My eyes open again and there is light coming in the window and a middle aged woman with bad teeth who I have never met before looking curiously at me lying there on the floor. It is a little bit after seven. I wait for her to walk into the kitchen before emerging from under the blanket in my long underwear and wrapping the longyi around my waist.
The living room fills with people sitting on the floor patiently awaiting the beginning of the worship service. The pastor and the young man who will be preaching both sit on the sofa at the head of the room. One of the elders starts off with a short speech and then the congregation sings a song from the hymnal cued by the pastor. Before long they are signaling to me to sing a song.

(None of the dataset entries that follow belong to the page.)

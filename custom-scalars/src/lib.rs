//! Rewrites the values of custom scalars in GraphQL responses.
//!
//! GraphQL responses carry custom scalars (dates, money, JSON blobs...) in their
//! wire representation. This crate finds, from the query and the schema alone,
//! every place in a response where a value of a given scalar type lands, and
//! applies a user supplied transform there.

#![cfg_attr(not(test), deny(clippy::unwrap_used))]
#![cfg_attr(not(test), deny(clippy::expect_used))]

mod cache;
pub mod configuration;
mod exchange;
pub mod graphql;
mod introspection;
pub mod json_ext;
pub mod spec;
mod transforms;

pub use configuration::Configuration;
pub use exchange::ScalarExchange;
pub use exchange::ScalarExchangeService;
pub use json_ext::Path;
pub use json_ext::map_scalar;
pub use spec::Query;
pub use spec::ScalarOccurrence;
pub use spec::Schema;
pub use spec::SpecError;
pub use transforms::ScalarTransform;
pub use transforms::ScalarTransforms;
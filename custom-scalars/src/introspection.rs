//! Rebuilds a schema definition from the JSON result of an introspection query.
//!
//! Built-in scalars and directives, and the `__` introspection types, are left out:
//! the compiler defines them itself.

use serde::Deserialize;

use crate::spec::SpecError;

const BUILT_IN_SCALARS: &[&str] = &["String", "Int", "Float", "Boolean", "ID"];
const BUILT_IN_DIRECTIVES: &[&str] = &["skip", "include", "deprecated", "specifiedBy", "oneOf"];

#[derive(Debug, Deserialize)]
#[serde(untagged)]
enum Envelope {
    Response { data: IntrospectionQuery },
    Data(IntrospectionQuery),
}

#[derive(Debug, Deserialize)]
struct IntrospectionQuery {
    #[serde(rename = "__schema")]
    schema: IntrospectionSchema,
}

#[derive(Debug, Deserialize)]
#[serde(rename_all = "camelCase")]
struct IntrospectionSchema {
    query_type: NamedRef,
    mutation_type: Option<NamedRef>,
    subscription_type: Option<NamedRef>,
    types: Vec<FullType>,
    #[serde(default)]
    directives: Vec<DirectiveDefinition>,
}

#[derive(Debug, Deserialize)]
struct NamedRef {
    name: String,
}

#[derive(Debug, Clone, Copy, PartialEq, Eq, Deserialize)]
#[serde(rename_all = "SCREAMING_SNAKE_CASE")]
enum TypeKind {
    Scalar,
    Object,
    Interface,
    Union,
    Enum,
    InputObject,
    List,
    NonNull,
}

#[derive(Debug, Deserialize)]
#[serde(rename_all = "camelCase")]
struct FullType {
    kind: TypeKind,
    name: String,
    description: Option<String>,
    fields: Option<Vec<FieldDefinition>>,
    input_fields: Option<Vec<InputValue>>,
    interfaces: Option<Vec<TypeRef>>,
    enum_values: Option<Vec<EnumValue>>,
    possible_types: Option<Vec<TypeRef>>,
}

#[derive(Debug, Deserialize)]
#[serde(rename_all = "camelCase")]
struct FieldDefinition {
    name: String,
    description: Option<String>,
    #[serde(default)]
    args: Vec<InputValue>,
    #[serde(rename = "type")]
    ty: TypeRef,
    #[serde(default)]
    is_deprecated: bool,
    deprecation_reason: Option<String>,
}

#[derive(Debug, Deserialize)]
#[serde(rename_all = "camelCase")]
struct InputValue {
    name: String,
    description: Option<String>,
    #[serde(rename = "type")]
    ty: TypeRef,
    default_value: Option<String>,
}

#[derive(Debug, Deserialize)]
#[serde(rename_all = "camelCase")]
struct EnumValue {
    name: String,
    description: Option<String>,
    #[serde(default)]
    is_deprecated: bool,
    deprecation_reason: Option<String>,
}

#[derive(Debug, Deserialize)]
#[serde(rename_all = "camelCase")]
struct TypeRef {
    kind: TypeKind,
    name: Option<String>,
    of_type: Option<Box<TypeRef>>,
}

#[derive(Debug, Deserialize)]
#[serde(rename_all = "camelCase")]
struct DirectiveDefinition {
    name: String,
    description: Option<String>,
    locations: Vec<String>,
    #[serde(default)]
    args: Vec<InputValue>,
    #[serde(default)]
    is_repeatable: bool,
}

fn invalid(reason: impl Into<String>) -> SpecError {
    SpecError::InvalidIntrospection(reason.into())
}

/// Converts an introspection result, with or without its `data` envelope, to SDL.
pub(crate) fn to_sdl(introspection: &[u8]) -> Result<String, SpecError> {
    let envelope: Envelope =
        serde_json::from_slice(introspection).map_err(|err| invalid(err.to_string()))?;
    let (Envelope::Response { data } | Envelope::Data(data)) = envelope;
    let schema = data.schema;

    let mut definitions = vec![schema_definition(&schema)];
    for directive in &schema.directives {
        if !BUILT_IN_DIRECTIVES.contains(&directive.name.as_str()) {
            definitions.push(directive_definition(directive)?);
        }
    }
    for ty in &schema.types {
        if let Some(definition) = type_definition(ty)? {
            definitions.push(definition);
        }
    }
    tracing::debug!(
        types = schema.types.len(),
        "rebuilt schema from introspection"
    );
    Ok(definitions.join("\n\n"))
}

fn schema_definition(schema: &IntrospectionSchema) -> String {
    let mut roots = vec![format!("  query: {}", schema.query_type.name)];
    if let Some(mutation) = &schema.mutation_type {
        roots.push(format!("  mutation: {}", mutation.name));
    }
    if let Some(subscription) = &schema.subscription_type {
        roots.push(format!("  subscription: {}", subscription.name));
    }
    format!("schema {{\n{}\n}}", roots.join("\n"))
}

fn directive_definition(directive: &DirectiveDefinition) -> Result<String, SpecError> {
    Ok(format!(
        "{}directive @{}{}{} on {}",
        description(&directive.description, ""),
        directive.name,
        arguments(&directive.args)?,
        if directive.is_repeatable {
            " repeatable"
        } else {
            ""
        },
        directive.locations.join(" | ")
    ))
}

fn type_definition(ty: &FullType) -> Result<Option<String>, SpecError> {
    let name = ty.name.as_str();
    if name.starts_with("__") || (ty.kind == TypeKind::Scalar && BUILT_IN_SCALARS.contains(&name)) {
        return Ok(None);
    }
    let type_description = description(&ty.description, "");
    let definition = match ty.kind {
        TypeKind::Scalar => format!("scalar {name}"),
        TypeKind::Object | TypeKind::Interface => {
            let keyword = if ty.kind == TypeKind::Object {
                "type"
            } else {
                "interface"
            };
            let interfaces = ty
                .interfaces
                .iter()
                .flatten()
                .map(TypeRef::render)
                .collect::<Result<Vec<_>, _>>()?;
            let implements = if interfaces.is_empty() {
                String::new()
            } else {
                format!(" implements {}", interfaces.join(" & "))
            };
            let fields = ty
                .fields
                .iter()
                .flatten()
                .map(field_definition)
                .collect::<Result<Vec<_>, _>>()?;
            format!("{keyword} {name}{implements} {}", block(fields))
        }
        TypeKind::Union => {
            let members = ty
                .possible_types
                .iter()
                .flatten()
                .map(TypeRef::render)
                .collect::<Result<Vec<_>, _>>()?;
            format!("union {name} = {}", members.join(" | "))
        }
        TypeKind::Enum => {
            let values = ty
                .enum_values
                .iter()
                .flatten()
                .map(|value| {
                    format!(
                        "{}  {}{}",
                        description(&value.description, "  "),
                        value.name,
                        deprecated(value.is_deprecated, &value.deprecation_reason)
                    )
                })
                .collect();
            format!("enum {name} {}", block(values))
        }
        TypeKind::InputObject => {
            let fields = ty
                .input_fields
                .iter()
                .flatten()
                .map(|field| Ok(format!("  {}", input_value(field)?)))
                .collect::<Result<Vec<_>, SpecError>>()?;
            format!("input {name} {}", block(fields))
        }
        TypeKind::List | TypeKind::NonNull => {
            return Err(invalid(format!("`{name}` is a wrapping type, not a named type")));
        }
    };
    Ok(Some(format!("{type_description}{definition}")))
}

fn field_definition(field: &FieldDefinition) -> Result<String, SpecError> {
    Ok(format!(
        "{}  {}{}: {}{}",
        description(&field.description, "  "),
        field.name,
        arguments(&field.args)?,
        field.ty.render()?,
        deprecated(field.is_deprecated, &field.deprecation_reason)
    ))
}

fn arguments(args: &[InputValue]) -> Result<String, SpecError> {
    if args.is_empty() {
        return Ok(String::new());
    }
    let args = args
        .iter()
        .map(input_value)
        .collect::<Result<Vec<_>, _>>()?;
    Ok(format!("({})", args.join(", ")))
}

fn input_value(value: &InputValue) -> Result<String, SpecError> {
    let default = match &value.default_value {
        Some(default) => format!(" = {default}"),
        None => String::new(),
    };
    Ok(format!(
        "{}{}: {}{default}",
        description(&value.description, ""),
        value.name,
        value.ty.render()?
    ))
}

fn block(lines: Vec<String>) -> String {
    format!("{{\n{}\n}}", lines.join("\n"))
}

/// A description as a quoted string followed by a new line, or nothing.
fn description(description: &Option<String>, indent: &str) -> String {
    match description.as_deref().filter(|text| !text.is_empty()) {
        Some(text) => format!("{}\n{indent}", quote(text)),
        None => String::new(),
    }
}

fn deprecated(is_deprecated: bool, reason: &Option<String>) -> String {
    match (is_deprecated, reason) {
        (false, _) => String::new(),
        (true, Some(reason)) => format!(" @deprecated(reason: {})", quote(reason)),
        (true, None) => " @deprecated".to_string(),
    }
}

/// JSON string escapes are valid GraphQL string escapes.
fn quote(text: &str) -> String {
    serde_json::Value::String(text.to_string()).to_string()
}

impl TypeRef {
    fn render(&self) -> Result<String, SpecError> {
        match self.kind {
            TypeKind::NonNull => Ok(format!("{}!", self.inner()?.render()?)),
            TypeKind::List => Ok(format!("[{}]", self.inner()?.render()?)),
            _ => self
                .name
                .clone()
                .ok_or_else(|| invalid("named type reference without a name")),
        }
    }

    fn inner(&self) -> Result<&TypeRef, SpecError> {
        self.of_type
            .as_deref()
            .ok_or_else(|| invalid("wrapping type reference without `ofType`"))
    }
}
use bytes::Bytes;
use displaydoc::Display;
use serde::Deserialize;
use serde::Serialize;
use thiserror::Error;

use super::Error;
use crate::json_ext::Object;
use crate::json_ext::Value;

/// A GraphQL response: the `data` that scalar transforms rewrite, along with
/// errors and extensions which are forwarded as is.
#[derive(Clone, Debug, Default, Eq, PartialEq, Serialize, Deserialize)]
#[serde(rename_all = "camelCase")]
#[non_exhaustive]
pub struct Response {
    /// The response data.
    #[serde(skip_serializing_if = "Option::is_none", default)]
    pub data: Option<Value>,

    /// The optional graphql errors encountered.
    #[serde(skip_serializing_if = "Vec::is_empty", default)]
    pub errors: Vec<Error>,

    /// The optional graphql extensions.
    #[serde(skip_serializing_if = "Object::is_empty", default)]
    pub extensions: Object,
}

/// malformed response: {reason}
#[derive(Debug, Display, Error, Clone, PartialEq, Eq)]
pub struct MalformedResponseError {
    pub(crate) reason: String,
}

impl MalformedResponseError {
    fn new(reason: impl Into<String>) -> Self {
        Self {
            reason: reason.into(),
        }
    }
}

impl Response {
    /// A response carrying only `data`.
    pub fn from_data(data: impl Into<Value>) -> Self {
        Self {
            data: Some(data.into()),
            ..Default::default()
        }
    }

    /// Create a [`Response`] from the supplied [`Bytes`].
    ///
    /// `"data": null` and a missing `data` key both become `None`.
    pub fn from_bytes(b: Bytes) -> Result<Response, MalformedResponseError> {
        let value =
            Value::from_bytes(b).map_err(|error| MalformedResponseError::new(error.to_string()))?;
        let Value::Object(mut object) = value else {
            return Err(MalformedResponseError::new("response is not a JSON object"));
        };

        let data = object.remove("data").filter(|data| !data.is_null());
        let errors = match object.remove("errors") {
            None | Some(Value::Null) => Vec::new(),
            Some(errors @ Value::Array(_)) => serde_json_bytes::from_value(errors)
                .map_err(|err| MalformedResponseError::new(format!("invalid `errors`: {err}")))?,
            Some(_) => return Err(MalformedResponseError::new("`errors` must be an array")),
        };
        let extensions = match object.remove("extensions") {
            None | Some(Value::Null) => Object::new(),
            Some(Value::Object(extensions)) => extensions,
            Some(_) => {
                return Err(MalformedResponseError::new(
                    "`extensions` must be an object",
                ));
            }
        };

        // If the data entry in the response is not present, the errors entry in
        // the response must not be empty.
        if data.is_none() && errors.is_empty() {
            return Err(MalformedResponseError::new(
                "graphql response without data must contain at least one error",
            ));
        }

        Ok(Response {
            data,
            errors,
            extensions,
        })
    }
}
//! GraphQL schema.

use apollo_compiler::schema::ExtendedType;
use apollo_compiler::validation::Valid;

use crate::introspection;
use crate::spec::SpecError;

/// A GraphQL schema.
#[derive(Debug)]
pub struct Schema {
    definitions: Valid<apollo_compiler::Schema>,
}

impl Schema {
    /// Parses and validates a schema definition.
    pub fn parse(sdl: &str) -> Result<Self, SpecError> {
        let definitions = apollo_compiler::Schema::parse_and_validate(sdl, "schema.graphql")
            .map_err(|invalid| SpecError::InvalidSchema(invalid.errors.to_string()))?;
        Ok(Self { definitions })
    }

    /// Builds the schema from the JSON result of an introspection query.
    pub fn from_introspection(introspection: &[u8]) -> Result<Self, SpecError> {
        let sdl = introspection::to_sdl(introspection)?;
        Self::parse(&sdl)
    }

    pub fn definitions(&self) -> &Valid<apollo_compiler::Schema> {
        &self.definitions
    }

    /// Whether `name` is a scalar type of this schema, built-in or custom.
    pub fn is_scalar(&self, name: &str) -> bool {
        matches!(
            self.definitions.types.get(name),
            Some(ExtendedType::Scalar(_))
        )
    }
}

impl From<Valid<apollo_compiler::Schema>> for Schema {
    fn from(definitions: Valid<apollo_compiler::Schema>) -> Self {
        Self { definitions }
    }
}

I was honored when Bi Kan No invited Bernard and I to come over the night before and help with preparations for his one year celebration, and even more so when he asked me to offer a song for the worship service. I strum a G chord on the guitar and begin to sing:

God will make a way
When there seems to be no way
He works in ways we cannot see
He will make a way for me

Norris describes Benedectine monk David Steindl-Rast’s definition of faith as “‘an intensive listening,’ whose opposite is the acedia that recognizes life’s absurdity but chooses to remain ‘deaf to its challenges and meaning.’” I probably would not care for this upbeat catchy God song aside from the story that it emerges from and invites me into. My friend James taught me this song almost four years ago at Jubilee. James was one of my first Karen friends, but he taught me this song in English. It remains in me along with my peculiar attraction to his obscure ethnic group. God makes a way for us by overturning our work with prayer. It is by this means that cucumber slicing in a kitchen before dawn and placing chicken on a conveyor in a damp factory become paths to paradise.